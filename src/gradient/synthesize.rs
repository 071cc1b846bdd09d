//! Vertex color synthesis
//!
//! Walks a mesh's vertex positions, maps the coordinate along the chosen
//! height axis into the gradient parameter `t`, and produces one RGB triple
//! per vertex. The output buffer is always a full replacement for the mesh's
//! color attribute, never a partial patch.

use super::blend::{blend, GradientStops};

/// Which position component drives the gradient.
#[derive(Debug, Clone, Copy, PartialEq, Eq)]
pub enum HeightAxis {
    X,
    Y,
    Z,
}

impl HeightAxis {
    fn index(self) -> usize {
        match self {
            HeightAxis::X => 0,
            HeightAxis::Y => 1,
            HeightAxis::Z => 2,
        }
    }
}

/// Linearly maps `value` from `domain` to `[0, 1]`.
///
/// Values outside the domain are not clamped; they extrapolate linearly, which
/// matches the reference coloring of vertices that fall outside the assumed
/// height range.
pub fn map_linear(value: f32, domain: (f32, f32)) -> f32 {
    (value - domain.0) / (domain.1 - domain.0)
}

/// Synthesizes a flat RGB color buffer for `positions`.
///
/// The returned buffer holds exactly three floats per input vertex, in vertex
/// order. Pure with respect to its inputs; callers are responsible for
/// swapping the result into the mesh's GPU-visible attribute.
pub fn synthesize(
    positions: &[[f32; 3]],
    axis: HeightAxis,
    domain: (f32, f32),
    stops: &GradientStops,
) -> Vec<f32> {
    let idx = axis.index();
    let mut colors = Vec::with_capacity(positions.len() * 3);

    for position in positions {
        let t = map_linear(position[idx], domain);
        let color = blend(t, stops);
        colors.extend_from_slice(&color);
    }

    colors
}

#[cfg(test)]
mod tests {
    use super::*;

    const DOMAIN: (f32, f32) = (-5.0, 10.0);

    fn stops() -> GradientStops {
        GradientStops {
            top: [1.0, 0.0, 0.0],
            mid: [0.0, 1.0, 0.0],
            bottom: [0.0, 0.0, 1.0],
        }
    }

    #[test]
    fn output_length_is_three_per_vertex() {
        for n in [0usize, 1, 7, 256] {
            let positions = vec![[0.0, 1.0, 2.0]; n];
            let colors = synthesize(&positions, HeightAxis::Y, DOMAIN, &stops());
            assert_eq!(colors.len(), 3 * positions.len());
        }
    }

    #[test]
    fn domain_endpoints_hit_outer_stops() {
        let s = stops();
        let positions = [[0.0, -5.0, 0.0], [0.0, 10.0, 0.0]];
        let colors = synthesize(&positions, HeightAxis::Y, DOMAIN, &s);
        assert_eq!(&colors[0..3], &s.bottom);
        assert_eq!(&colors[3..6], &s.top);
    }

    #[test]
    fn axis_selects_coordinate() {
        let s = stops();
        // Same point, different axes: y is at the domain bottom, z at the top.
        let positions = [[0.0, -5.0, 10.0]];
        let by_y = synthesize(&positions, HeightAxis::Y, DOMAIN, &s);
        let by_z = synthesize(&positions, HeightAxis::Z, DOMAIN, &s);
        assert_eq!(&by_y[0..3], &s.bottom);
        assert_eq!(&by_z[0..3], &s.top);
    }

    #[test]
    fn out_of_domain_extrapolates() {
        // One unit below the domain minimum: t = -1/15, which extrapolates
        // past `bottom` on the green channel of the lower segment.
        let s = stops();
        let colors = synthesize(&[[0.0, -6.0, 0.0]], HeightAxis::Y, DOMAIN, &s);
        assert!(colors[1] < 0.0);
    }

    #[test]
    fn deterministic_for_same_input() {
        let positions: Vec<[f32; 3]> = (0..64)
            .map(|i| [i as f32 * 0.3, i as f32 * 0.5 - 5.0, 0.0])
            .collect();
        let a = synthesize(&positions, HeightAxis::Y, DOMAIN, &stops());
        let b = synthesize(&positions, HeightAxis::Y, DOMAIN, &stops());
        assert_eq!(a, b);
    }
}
━━━━━━
(Exercise brief) Reproduce, exactly as they stand in the data above, the lines from the one that holds "pub fn map_linear(value: f32, domain: (f32, f32))" to the one that holds "let mut colors", inclusive.

(Response to the exercise)
pub fn map_linear(value: f32, domain: (f32, f32)) -> f32 {
    (value - domain.0) / (domain.1 - domain.0)
}

/// Synthesizes a flat RGB color buffer for `positions`.
///
/// The returned buffer holds exactly three floats per input vertex, in vertex
/// order. Pure with respect to its inputs; callers are responsible for
/// swapping the result into the mesh's GPU-visible attribute.
pub fn synthesize(
    positions: &[[f32; 3]],
    axis: HeightAxis,
    domain: (f32, f32),
    stops: &GradientStops,
) -> Vec<f32> {
    let idx = axis.index();
    let mut colors = Vec::with_capacity(positions.len() * 3);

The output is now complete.